=== WHAT IS NEEDED ===
Before answering, work out how many lines below contain the string "vector"; the reply is that number alone.

::: RECORDS TO USE

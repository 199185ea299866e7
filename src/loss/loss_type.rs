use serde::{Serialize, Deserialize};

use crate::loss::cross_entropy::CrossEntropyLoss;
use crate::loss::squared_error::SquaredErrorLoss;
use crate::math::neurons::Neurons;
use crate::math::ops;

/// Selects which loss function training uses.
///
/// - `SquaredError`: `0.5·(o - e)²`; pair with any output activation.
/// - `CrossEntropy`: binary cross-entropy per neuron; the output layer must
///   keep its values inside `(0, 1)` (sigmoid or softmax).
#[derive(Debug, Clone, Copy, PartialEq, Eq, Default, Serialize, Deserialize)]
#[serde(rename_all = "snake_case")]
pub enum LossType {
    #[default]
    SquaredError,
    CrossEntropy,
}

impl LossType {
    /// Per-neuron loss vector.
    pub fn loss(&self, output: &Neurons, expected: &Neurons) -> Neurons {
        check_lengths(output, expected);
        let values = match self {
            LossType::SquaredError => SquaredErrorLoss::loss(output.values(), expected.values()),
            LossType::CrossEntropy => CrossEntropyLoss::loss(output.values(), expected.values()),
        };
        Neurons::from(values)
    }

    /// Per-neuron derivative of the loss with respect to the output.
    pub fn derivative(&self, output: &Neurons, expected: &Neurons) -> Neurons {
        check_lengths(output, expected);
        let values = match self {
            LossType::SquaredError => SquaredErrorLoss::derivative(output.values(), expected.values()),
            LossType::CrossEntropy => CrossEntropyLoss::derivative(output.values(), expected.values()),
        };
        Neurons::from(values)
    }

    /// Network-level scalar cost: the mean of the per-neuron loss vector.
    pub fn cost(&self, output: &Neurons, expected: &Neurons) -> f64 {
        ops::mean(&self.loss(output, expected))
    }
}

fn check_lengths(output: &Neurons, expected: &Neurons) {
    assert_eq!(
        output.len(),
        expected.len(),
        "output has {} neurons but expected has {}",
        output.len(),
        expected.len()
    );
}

::::::
::: RECORDS TO USE

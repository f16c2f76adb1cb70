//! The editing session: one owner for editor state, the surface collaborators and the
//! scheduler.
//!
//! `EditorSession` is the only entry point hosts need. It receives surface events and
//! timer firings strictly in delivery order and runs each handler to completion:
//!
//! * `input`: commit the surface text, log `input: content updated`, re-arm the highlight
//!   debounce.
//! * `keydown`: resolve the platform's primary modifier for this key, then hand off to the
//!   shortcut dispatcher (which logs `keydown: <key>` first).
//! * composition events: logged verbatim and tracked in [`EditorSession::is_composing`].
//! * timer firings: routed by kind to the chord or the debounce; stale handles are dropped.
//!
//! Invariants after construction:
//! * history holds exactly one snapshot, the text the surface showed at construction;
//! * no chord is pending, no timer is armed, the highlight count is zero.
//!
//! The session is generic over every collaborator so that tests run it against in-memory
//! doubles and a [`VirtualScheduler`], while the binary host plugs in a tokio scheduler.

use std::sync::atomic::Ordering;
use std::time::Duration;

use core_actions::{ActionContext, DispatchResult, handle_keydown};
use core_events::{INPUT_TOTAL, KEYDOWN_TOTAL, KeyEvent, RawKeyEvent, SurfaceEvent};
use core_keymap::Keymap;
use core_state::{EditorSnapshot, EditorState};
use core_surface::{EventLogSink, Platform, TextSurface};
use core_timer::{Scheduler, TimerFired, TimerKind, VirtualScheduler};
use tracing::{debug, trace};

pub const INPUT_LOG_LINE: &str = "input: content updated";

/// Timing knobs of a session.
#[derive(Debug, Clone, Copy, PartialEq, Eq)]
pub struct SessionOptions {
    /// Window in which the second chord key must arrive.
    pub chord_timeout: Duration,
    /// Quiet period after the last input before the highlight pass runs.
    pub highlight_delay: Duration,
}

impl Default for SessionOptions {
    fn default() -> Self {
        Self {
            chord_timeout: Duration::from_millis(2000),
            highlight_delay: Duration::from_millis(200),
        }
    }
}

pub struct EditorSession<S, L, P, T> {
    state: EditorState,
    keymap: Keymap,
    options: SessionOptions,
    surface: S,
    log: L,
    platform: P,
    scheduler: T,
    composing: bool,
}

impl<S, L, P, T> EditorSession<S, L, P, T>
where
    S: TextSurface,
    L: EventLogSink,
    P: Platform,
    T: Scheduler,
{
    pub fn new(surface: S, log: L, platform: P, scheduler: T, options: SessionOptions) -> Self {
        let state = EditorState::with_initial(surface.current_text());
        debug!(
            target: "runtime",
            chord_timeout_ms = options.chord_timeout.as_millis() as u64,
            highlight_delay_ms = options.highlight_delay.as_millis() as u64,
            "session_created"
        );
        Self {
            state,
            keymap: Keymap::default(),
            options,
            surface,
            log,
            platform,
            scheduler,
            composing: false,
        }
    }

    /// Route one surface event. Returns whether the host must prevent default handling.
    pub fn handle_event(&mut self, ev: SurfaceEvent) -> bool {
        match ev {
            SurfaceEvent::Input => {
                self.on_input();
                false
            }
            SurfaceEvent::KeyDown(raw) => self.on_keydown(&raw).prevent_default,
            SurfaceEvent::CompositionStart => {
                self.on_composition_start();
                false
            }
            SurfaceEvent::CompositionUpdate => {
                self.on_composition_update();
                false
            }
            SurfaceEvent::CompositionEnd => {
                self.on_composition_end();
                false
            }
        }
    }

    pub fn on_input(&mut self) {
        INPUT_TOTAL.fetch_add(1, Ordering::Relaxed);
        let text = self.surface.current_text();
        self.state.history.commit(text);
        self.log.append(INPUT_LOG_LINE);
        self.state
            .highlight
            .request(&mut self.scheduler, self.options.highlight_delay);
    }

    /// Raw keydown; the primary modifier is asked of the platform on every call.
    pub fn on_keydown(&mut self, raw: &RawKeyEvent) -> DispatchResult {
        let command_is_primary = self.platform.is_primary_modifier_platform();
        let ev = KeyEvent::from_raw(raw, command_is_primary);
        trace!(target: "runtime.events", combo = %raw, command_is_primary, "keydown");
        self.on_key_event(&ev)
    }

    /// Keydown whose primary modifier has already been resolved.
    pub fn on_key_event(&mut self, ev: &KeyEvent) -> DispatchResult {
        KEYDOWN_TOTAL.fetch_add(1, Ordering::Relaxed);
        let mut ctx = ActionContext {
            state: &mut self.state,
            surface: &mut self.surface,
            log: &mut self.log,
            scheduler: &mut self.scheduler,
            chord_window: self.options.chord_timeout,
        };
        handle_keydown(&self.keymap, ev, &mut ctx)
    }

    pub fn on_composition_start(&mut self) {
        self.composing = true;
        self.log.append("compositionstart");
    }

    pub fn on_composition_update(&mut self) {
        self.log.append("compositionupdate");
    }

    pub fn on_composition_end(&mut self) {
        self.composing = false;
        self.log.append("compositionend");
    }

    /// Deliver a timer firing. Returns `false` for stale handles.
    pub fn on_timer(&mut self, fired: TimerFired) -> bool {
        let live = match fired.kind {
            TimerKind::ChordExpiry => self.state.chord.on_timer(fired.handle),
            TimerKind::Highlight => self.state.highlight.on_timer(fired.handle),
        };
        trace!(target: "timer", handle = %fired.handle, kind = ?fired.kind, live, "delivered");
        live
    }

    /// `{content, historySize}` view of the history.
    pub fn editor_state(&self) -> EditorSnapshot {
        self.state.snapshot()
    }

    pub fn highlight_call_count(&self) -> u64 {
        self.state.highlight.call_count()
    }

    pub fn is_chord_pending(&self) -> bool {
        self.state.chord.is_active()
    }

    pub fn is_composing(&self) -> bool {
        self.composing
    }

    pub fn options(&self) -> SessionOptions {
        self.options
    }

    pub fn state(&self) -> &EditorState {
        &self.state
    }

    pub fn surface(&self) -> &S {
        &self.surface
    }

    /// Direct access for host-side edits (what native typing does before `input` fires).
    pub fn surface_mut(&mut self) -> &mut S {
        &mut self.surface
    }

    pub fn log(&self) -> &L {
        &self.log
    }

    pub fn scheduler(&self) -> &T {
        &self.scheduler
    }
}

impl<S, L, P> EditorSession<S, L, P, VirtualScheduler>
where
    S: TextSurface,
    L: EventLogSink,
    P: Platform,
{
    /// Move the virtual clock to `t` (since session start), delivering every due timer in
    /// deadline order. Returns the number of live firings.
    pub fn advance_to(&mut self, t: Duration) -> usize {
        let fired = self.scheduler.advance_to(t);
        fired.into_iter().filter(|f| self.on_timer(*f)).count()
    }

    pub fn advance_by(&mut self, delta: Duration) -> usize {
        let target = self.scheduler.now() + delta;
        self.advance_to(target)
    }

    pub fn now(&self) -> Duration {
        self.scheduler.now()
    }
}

::::::
::: RECORDS TO USE

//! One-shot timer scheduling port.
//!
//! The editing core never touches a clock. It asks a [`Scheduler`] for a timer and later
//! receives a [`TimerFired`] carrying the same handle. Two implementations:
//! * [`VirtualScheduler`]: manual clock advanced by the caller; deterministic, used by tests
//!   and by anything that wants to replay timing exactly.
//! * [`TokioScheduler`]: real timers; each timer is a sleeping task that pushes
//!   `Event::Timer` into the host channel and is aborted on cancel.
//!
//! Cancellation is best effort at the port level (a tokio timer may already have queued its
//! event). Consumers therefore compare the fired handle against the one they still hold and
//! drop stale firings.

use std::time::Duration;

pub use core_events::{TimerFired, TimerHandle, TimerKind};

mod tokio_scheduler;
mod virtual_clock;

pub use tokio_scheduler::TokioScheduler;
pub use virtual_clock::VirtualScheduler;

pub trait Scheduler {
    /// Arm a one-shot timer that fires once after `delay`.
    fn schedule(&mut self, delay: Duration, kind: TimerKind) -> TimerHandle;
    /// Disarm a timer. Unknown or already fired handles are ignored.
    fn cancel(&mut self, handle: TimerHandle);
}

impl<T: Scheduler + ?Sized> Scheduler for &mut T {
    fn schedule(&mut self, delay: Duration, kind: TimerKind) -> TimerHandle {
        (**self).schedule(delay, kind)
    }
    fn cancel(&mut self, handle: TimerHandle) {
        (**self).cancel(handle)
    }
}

::::::

=== EXERCISE OUTPUT ===
2